_Task statement:_
From the first line onward, reproduce the records exactly; the final line to include is the one holding "use fieldvoice_core::user::UserDirectory;".

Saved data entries
//! The turn pipeline — one user message in, one answer out.

use std::sync::Arc;

use fieldvoice_config::AppConfig;
use fieldvoice_core::bundle::DataBundle;
use fieldvoice_core::context::ContextUpdate;
use fieldvoice_core::error::TurnError;
use fieldvoice_core::intent::Intent;
use fieldvoice_core::media::SpeechSynthesizer;
use fieldvoice_core::message::{Conversation, ConversationId, Message};
use fieldvoice_core::search::ProductIndex;
use fieldvoice_core::store::ConversationStore;
use fieldvoice_core::user::UserDirectory;
use fieldvoice_core::vision::VisionResult;
use fieldvoice_core::weather::WeatherService;
use fieldvoice_core::{Provider, Result, Translator};
use tracing::{debug, info, warn};

use crate::answer::{AnswerGenerator, StateContext};
use crate::chemical::{ChemicalResolver, SearchSettings};
use crate::classifier::IntentClassifier;
use crate::context::{ContextFrameStore, FrameSnapshot, prepare_context_updates};
use crate::fusion::{FusionInput, FusionOrchestrator};
use crate::language::LanguageNormalizer;
use crate::locks::ConversationLocks;
use crate::notify::ThinkingRegistry;
use crate::vision::VisionStep;

const THINKING_MESSAGE: &str = "Thinking...";

/// Model and retrieval parameters for a pipeline.
#[derive(Debug, Clone, PartialEq)]
pub struct PipelineSettings {
    pub model: String,
    pub embedding_model: String,
    pub temperature: f32,
    pub working_language: String,
    /// Messages of history shown to the classifier and the memory source
    pub history_limit: usize,
    pub search: SearchSettings,
}

impl Default for PipelineSettings {
    fn default() -> Self {
        Self::from_config(&AppConfig::default())
    }
}

impl PipelineSettings {
    pub fn from_config(config: &AppConfig) -> Self {
        Self {
            model: config.model.clone(),
            embedding_model: config.embedding_model.clone(),
            temperature: config.temperature,
            working_language: config.pipeline.working_language.clone(),
            history_limit: config.pipeline.history_limit,
            search: SearchSettings {
                index: config.search.index.clone(),
                k: config.search.k,
                num_candidates: config.search.num_candidates,
                fuzzy_threshold: config.search.fuzzy_threshold,
            },
        }
    }
}

/// The collaborators a pipeline talks to.
pub struct Services {
    pub provider: Arc<dyn Provider>,
    pub translator: Arc<dyn Translator>,
    pub store: Arc<dyn ConversationStore>,
    pub products: Arc<dyn ProductIndex>,
    pub users: Arc<dyn UserDirectory>,
    pub weather: Option<Arc<dyn WeatherService>>,
    pub vision: Option<VisionStep>,
    pub speech: Option<Arc<dyn SpeechSynthesizer>>,
    pub thinking: Option<ThinkingRegistry>,
}

impl Services {
    pub fn new(
        provider: Arc<dyn Provider>,
        translator: Arc<dyn Translator>,
        store: Arc<dyn ConversationStore>,
        products: Arc<dyn ProductIndex>,
        users: Arc<dyn UserDirectory>,
    ) -> Self {
        Self {
            provider,
            translator,
            store,
            products,
            users,
            weather: None,
            vision: None,
            speech: None,
            thinking: None,
        }
    }

    pub fn with_weather(mut self, weather: Arc<dyn WeatherService>) -> Self {
        self.weather = Some(weather);
        self
    }

    pub fn with_vision(mut self, vision: VisionStep) -> Self {
        self.vision = Some(vision);
        self
    }

    pub fn with_speech(mut self, speech: Arc<dyn SpeechSynthesizer>) -> Self {
        self.speech = Some(speech);
        self
    }

    pub fn with_thinking(mut self, thinking: ThinkingRegistry) -> Self {
        self.thinking = Some(thinking);
        self
    }
}

/// One incoming user message.
#[derive(Debug, Clone, Default)]
pub struct TurnRequest {
    pub message: String,
    pub user_id: String,
    /// Continue this conversation; a new one is started when absent
    pub conversation_id: Option<ConversationId>,
    /// Uploaded images; the first one is diagnosed
    pub image_artifact_ids: Vec<String>,
    /// Also synthesize the answer as audio
    pub voice_mode: bool,
}

impl TurnRequest {
    pub fn new(user_id: impl Into<String>, message: impl Into<String>) -> Self {
        Self {
            message: message.into(),
            user_id: user_id.into(),
            ..Self::default()
        }
    }

    pub fn in_conversation(mut self, id: ConversationId) -> Self {
        self.conversation_id = Some(id);
        self
    }

    pub fn with_images(mut self, artifact_ids: Vec<String>) -> Self {
        self.image_artifact_ids = artifact_ids;
        self
    }

    pub fn with_voice(mut self) -> Self {
        self.voice_mode = true;
        self
    }
}

/// What one turn produced.
#[derive(Debug, Clone)]
pub struct TurnOutcome {
    /// Answer in the user's language
    pub answer: String,
    /// The conversation as stored after the turn
    pub conversation: Conversation,
    pub data_bundle: DataBundle,
    /// Frame updates written by this turn, in order
    pub context_updates: Vec<ContextUpdate>,
    pub audio_path: Option<String>,
    pub intent: Intent,
    /// Detected language of the user's message
    pub language: String,
}

impl TurnOutcome {
    /// The image diagnosis this turn wrote, if any.
    pub fn vision(&self) -> Option<&VisionResult> {
        self.context_updates.iter().find_map(|u| match u {
            ContextUpdate::Vision(v) => Some(v),
            _ => None,
        })
    }
}

pub struct TurnPipeline {
    normalizer: LanguageNormalizer,
    frames: ContextFrameStore,
    classifier: IntentClassifier,
    fusion: FusionOrchestrator,
    answers: AnswerGenerator,
    store: Arc<dyn ConversationStore>,
    users: Arc<dyn UserDirectory>,
    vision: Option<VisionStep>,
    speech: Option<Arc<dyn SpeechSynthesizer>>,
    thinking: Option<ThinkingRegistry>,
    locks: ConversationLocks,
    history_limit: usize,
}

impl TurnPipeline {
    pub fn new(services: Services, settings: PipelineSettings) -> Self {
        let resolver = ChemicalResolver::new(
            services.provider.clone(),
            services.products.clone(),
            &settings.embedding_model,
            settings.search.clone(),
        );

        let mut fusion =
            FusionOrchestrator::new(resolver, services.store.clone(), settings.history_limit);
        if let Some(weather) = services.weather {
            fusion = fusion.with_weather(weather);
        }

        Self {
            normalizer: LanguageNormalizer::new(services.translator, &settings.working_language),
            frames: ContextFrameStore::new(services.store.clone()),
            classifier: IntentClassifier::new(services.provider.clone(), &settings.model),
            fusion,
            answers: AnswerGenerator::new(services.provider, &settings.model, settings.temperature),
            store: services.store,
            users: services.users,
            vision: services.vision,
            speech: services.speech,
            thinking: services.thinking,
            locks: ConversationLocks::new(),
            history_limit: settings.history_limit,
        }
    }

    /// Share turn serialization with other pipelines over the same store.
    pub fn with_locks(mut self, locks: ConversationLocks) -> Self {
        self.locks = locks;
        self
    }

    pub fn locks(&self) -> &ConversationLocks {
        &self.locks
    }

    /// Process one user message end to end.
    ///
    /// Any collaborator failure fails the turn; a failed turn stores no
    /// assistant message. Classification failures are absorbed.
    pub async fn process_turn(&self, request: TurnRequest) -> Result<TurnOutcome> {
        let TurnRequest {
            message,
            user_id,
            conversation_id,
            image_artifact_ids,
            voice_mode,
        } = request;

        let profile = self.users.profile(&user_id).await?;
        let ensured = self
            .store
            .ensure_conversation(&profile.id, conversation_id.as_ref())
            .await?;

        let _turn = self.locks.acquire(&ensured.id).await;
        let mut conversation = self.store.get_conversation(&ensured.id).await?;
        let id = conversation.id.clone();

        info!(conversation_id = %id, user_id = %profile.id, images = image_artifact_ids.len(), "Turn started");

        if let Some(thinking) = &self.thinking {
            thinking.notify(&profile.id, THINKING_MESSAGE);
        }

        // ── Vision pre-step ──
        let vision = match image_artifact_ids.first() {
            Some(artifact_id) => {
                let step = self.vision.as_ref().ok_or(TurnError::VisionUnavailable)?;
                let result = step.run(artifact_id).await?;
                self.frames
                    .write(
                        &id,
                        &FrameSnapshot::of(&conversation),
                        &[ContextUpdate::Vision(result.clone())],
                    )
                    .await?;
                conversation = self.store.get_conversation(&id).await?;
                Some(result)
            }
            None => None,
        };

        // ── Normalize ──
        let text = self.normalizer.normalize(&message, &profile.id).await?;

        // ── Classify (history fetched before this message is saved) ──
        let history = self.store.recent_history(&id, self.history_limit).await?;
        let intent = self
            .classifier
            .classify(&text.working, &conversation.context_frame, &history, &profile.id)
            .await;

        let user_message = self
            .store
            .save_message(
                &id,
                Message::user(&text.original).with_translation(&text.working, &text.language),
            )
            .await?;

        if !image_artifact_ids.is_empty() {
            if let Some(step) = &self.vision {
                step.images()
                    .link_to_message(&image_artifact_ids, &user_message.id)
                    .await?;
            }
        }

        // ── Fuse ──
        let bundle = self
            .fusion
            .fuse(FusionInput {
                intent: &intent,
                frame: &conversation.context_frame,
                conversation_id: &id,
                profile: &profile,
                vision: vision.as_ref(),
            })
            .await?;

        // ── Answer ──
        let state = StateContext {
            user_id: &profile.id,
            conversation_id: &id,
            context_frame: &conversation.context_frame,
        };
        let working_answer = self
            .answers
            .answer(&text.working, &intent, &state, &bundle)
            .await?;
        let answer = self
            .normalizer
            .restore(&working_answer, &text.language, &profile.id)
            .await?;

        self.store
            .save_message(
                &id,
                Message::assistant(&answer).with_translation(&working_answer, &text.language),
            )
            .await?;

        // ── Remember ──
        let context_updates = prepare_context_updates(&bundle, vision.as_ref());
        self.frames
            .write(&id, &FrameSnapshot::of(&conversation), &context_updates)
            .await?;

        if conversation.title.is_none() {
            self.generate_title(&id, &user_message.content, &profile.id).await?;
        }

        let conversation = self.store.get_conversation(&id).await?;

        let audio_path = if voice_mode {
            self.speak(&answer).await?
        } else {
            None
        };

        info!(
            conversation_id = %id,
            intent = %intent.intent,
            language = %text.language,
            sources = bundle.len(),
            updates = context_updates.len(),
            "Turn complete"
        );

        Ok(TurnOutcome {
            answer,
            conversation,
            data_bundle: bundle,
            context_updates,
            audio_path,
            intent,
            language: text.language,
        })
    }

    async fn generate_title(&self, id: &ConversationId, first_message: &str, user_id: &str) -> Result<()> {
        match self.answers.title(first_message, user_id).await? {
            Some(title) => {
                debug!(conversation_id = %id, title = %title, "Conversation titled");
                self.store.update_title(id, &title).await?;
            }
            None => debug!(conversation_id = %id, "Empty title, leaving conversation untitled"),
        }
        Ok(())
    }

    async fn speak(&self, answer: &str) -> Result<Option<String>> {
        let Some(speech) = &self.speech else {
            warn!("Voice mode requested but no speech synthesizer configured");
            return Ok(None);
        };
        Ok(Some(speech.generate_audio(answer).await?))
    }
}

_Solved exercise:_
//! The turn pipeline — one user message in, one answer out.

use std::sync::Arc;

use fieldvoice_config::AppConfig;
use fieldvoice_core::bundle::DataBundle;
use fieldvoice_core::context::ContextUpdate;
use fieldvoice_core::error::TurnError;
use fieldvoice_core::intent::Intent;
use fieldvoice_core::media::SpeechSynthesizer;
use fieldvoice_core::message::{Conversation, ConversationId, Message};
use fieldvoice_core::search::ProductIndex;
use fieldvoice_core::store::ConversationStore;
use fieldvoice_core::user::UserDirectory;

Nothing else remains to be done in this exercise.